When you lift an object by moving only your forearm, the main lifting muscle in your arm is the biceps. Suppose the mass of a forearm is 1.30 kg . If the biceps is connected to the forearm a distance dbiceps = 3.00 cm from the elbow, how much force Fbiceps must the biceps exert to hold a 850 g ball at the end of the forearm at distance dball = 34.0 cm from the elbow, with the forearm parallel to the floor? How much force Felbow must the elbow exert?

Answer 1

Answer:

The answers to the questions are;

The force the biceps must exert to hold a 850 g ball at the end of the forearm at distance dball = 34.0 cm from the elbow, with the forearm parallel to the floor is 166.77 N Upwards.

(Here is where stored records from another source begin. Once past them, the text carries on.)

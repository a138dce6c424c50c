//! CoreAudio backend
//!
//! Implements [`AudioHardware`] over the CoreAudio HAL object-property API.
//! String properties come back as retained `CFStringRef`s and are copied
//! into Rust strings and released here.

use std::ffi::{CStr, c_char, c_void};
use std::ptr;
use tracing::trace;

use crate::hal::{AudioHardware, ObjectId, OsStatus, PropertyAddress};

#[repr(C)]
struct AudioObjectPropertyAddress {
    selector: u32,
    scope: u32,
    element: u32,
}

impl From<&PropertyAddress> for AudioObjectPropertyAddress {
    fn from(address: &PropertyAddress) -> Self {
        Self {
            selector: address.selector,
            scope: address.scope,
            element: address.element,
        }
    }
}

type CFStringRef = *const c_void;
type CFIndex = isize;

const K_CF_STRING_ENCODING_UTF8: u32 = 0x0800_0100;

// FFI declarations for the CoreAudio HAL property API (macOS 10.4+)
#[link(name = "CoreAudio", kind = "framework")]
unsafe extern "C" {
    fn AudioObjectHasProperty(object: u32, address: *const AudioObjectPropertyAddress) -> u8;

    fn AudioObjectGetPropertyDataSize(
        object: u32,
        address: *const AudioObjectPropertyAddress,
        qualifier_size: u32,
        qualifier: *const c_void,
        out_size: *mut u32,
    ) -> i32;

    fn AudioObjectGetPropertyData(
        object: u32,
        address: *const AudioObjectPropertyAddress,
        qualifier_size: u32,
        qualifier: *const c_void,
        io_size: *mut u32,
        out_data: *mut c_void,
    ) -> i32;

    fn AudioObjectSetPropertyData(
        object: u32,
        address: *const AudioObjectPropertyAddress,
        qualifier_size: u32,
        qualifier: *const c_void,
        size: u32,
        data: *const c_void,
    ) -> i32;
}

#[link(name = "CoreFoundation", kind = "framework")]
unsafe extern "C" {
    fn CFStringGetLength(string: CFStringRef) -> CFIndex;
    fn CFStringGetMaximumSizeForEncoding(length: CFIndex, encoding: u32) -> CFIndex;
    fn CFStringGetCString(
        string: CFStringRef,
        buffer: *mut c_char,
        buffer_size: CFIndex,
        encoding: u32,
    ) -> u8;
    fn CFRelease(object: *const c_void);
}

fn check(status: i32) -> Result<(), OsStatus> {
    if status == 0 {
        Ok(())
    } else {
        Err(OsStatus(status))
    }
}

/// Copy a `CFString` into an owned `String`
///
/// # Safety
/// `string` must be a valid, non-null `CFStringRef`.
unsafe fn cfstring_to_string(string: CFStringRef) -> Option<String> {
    // SAFETY: caller guarantees `string` is a valid CFString
    let length = unsafe { CFStringGetLength(string) };
    // SAFETY: pure size computation
    let capacity =
        unsafe { CFStringGetMaximumSizeForEncoding(length, K_CF_STRING_ENCODING_UTF8) } + 1;
    let mut buf = vec![0u8; usize::try_from(capacity).ok()?];

    // SAFETY: `buf` is `capacity` bytes long and CoreFoundation NUL-terminates within it
    let ok = unsafe {
        CFStringGetCString(
            string,
            buf.as_mut_ptr().cast::<c_char>(),
            capacity,
            K_CF_STRING_ENCODING_UTF8,
        )
    };
    if ok == 0 {
        return None;
    }
    let text = CStr::from_bytes_until_nul(&buf).ok()?;
    Some(text.to_string_lossy().into_owned())
}

/// The system's CoreAudio HAL
#[derive(Debug, Default, Clone, Copy)]
pub struct CoreAudio;

impl AudioHardware for CoreAudio {
    fn has_property(&self, object: ObjectId, address: &PropertyAddress) -> bool {
        let raw = AudioObjectPropertyAddress::from(address);
        // SAFETY: `raw` lives for the duration of the call
        unsafe { AudioObjectHasProperty(object, &raw) != 0 }
    }

    fn property_size(&self, object: ObjectId, address: &PropertyAddress) -> Result<u32, OsStatus> {
        let raw = AudioObjectPropertyAddress::from(address);
        let mut size = 0u32;
        // SAFETY: all pointers reference locals that outlive the call
        let status =
            unsafe { AudioObjectGetPropertyDataSize(object, &raw, 0, ptr::null(), &mut size) };
        check(status)?;
        trace!("size of {} on {}: {}", address, object, size);
        Ok(size)
    }

    fn read_property(
        &self,
        object: ObjectId,
        address: &PropertyAddress,
        buf: &mut [u8],
    ) -> Result<usize, OsStatus> {
        let raw = AudioObjectPropertyAddress::from(address);
        let mut size = u32::try_from(buf.len()).map_err(|_| OsStatus::BAD_PROPERTY_SIZE)?;
        // SAFETY: `size` bounds the write into `buf`; the HAL updates it to the bytes written
        let status = unsafe {
            AudioObjectGetPropertyData(
                object,
                &raw,
                0,
                ptr::null(),
                &mut size,
                buf.as_mut_ptr().cast::<c_void>(),
            )
        };
        check(status)?;
        Ok(size as usize)
    }

    fn write_property(
        &self,
        object: ObjectId,
        address: &PropertyAddress,
        data: &[u8],
    ) -> Result<(), OsStatus> {
        let raw = AudioObjectPropertyAddress::from(address);
        let size = u32::try_from(data.len()).map_err(|_| OsStatus::BAD_PROPERTY_SIZE)?;
        // SAFETY: `data` is `size` bytes and is only read by the HAL
        let status = unsafe {
            AudioObjectSetPropertyData(
                object,
                &raw,
                0,
                ptr::null(),
                size,
                data.as_ptr().cast::<c_void>(),
            )
        };
        check(status)
    }

    fn read_string(&self, object: ObjectId, address: &PropertyAddress) -> Result<String, OsStatus> {
        let raw = AudioObjectPropertyAddress::from(address);
        let mut string: CFStringRef = ptr::null();
        let mut size = std::mem::size_of::<CFStringRef>() as u32;
        // SAFETY: the HAL writes one retained CFStringRef into `string`
        let status = unsafe {
            AudioObjectGetPropertyData(
                object,
                &raw,
                0,
                ptr::null(),
                &mut size,
                (&raw mut string).cast::<c_void>(),
            )
        };
        check(status)?;
        if string.is_null() {
            return Err(OsStatus::UNKNOWN_PROPERTY);
        }

        // SAFETY: non-null CFStringRef returned by the HAL, released exactly once below
        let text = unsafe { cfstring_to_string(string) };
        // SAFETY: we own the retained reference returned by the getter
        unsafe { CFRelease(string) };
        text.ok_or(OsStatus::BAD_PROPERTY_SIZE)
    }
}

The force the elbow must  exert is 145.6785 N downwards.

Explanation:

We are required to analyze the system using the principle of moments as follows.

Mass of forearm = 1.30 kg

Weight of forearm = mass × acceleration due to gravity = 1.30 kg × 9.81  m/s²= 12.753 N

Location of point of action of weight of forearm = midpoint  17 cm

Forearm to biceps distance = 3.00 cm from the elbow.

Mass of the ball = 850 g

Weight of ball = mass × acceleration due  to gravity = 0.850 kg × 9.81 = 8.3385 N

Position of the ball = end of the forearm

Therefore, taking moment about the elbow, we have

∑Mₓ = 0, we take clockwise moment to be positive, therefore

8.3385 N× 34.0 cm + 12.753 N× 17 cm - $F_{biceps}$×3.00 cm = 0

Therefore $F_{biceps}$×3.00 cm = 500.31 N cm

Therefore $F_{biceps}$ = (500.31 N·cm)/(3.00 cm) = 166.77 N Upwards

The force exerted by the elbow is given by,

Taking moment about the point of contact between the biceps and the forearm, we get

$F_{elbow}$ × 3.00 cm = 8.3385 N× 31.0 cm + 12.753 N× 14 cm

$F_{elbow}$ = 145.6785 N downwards.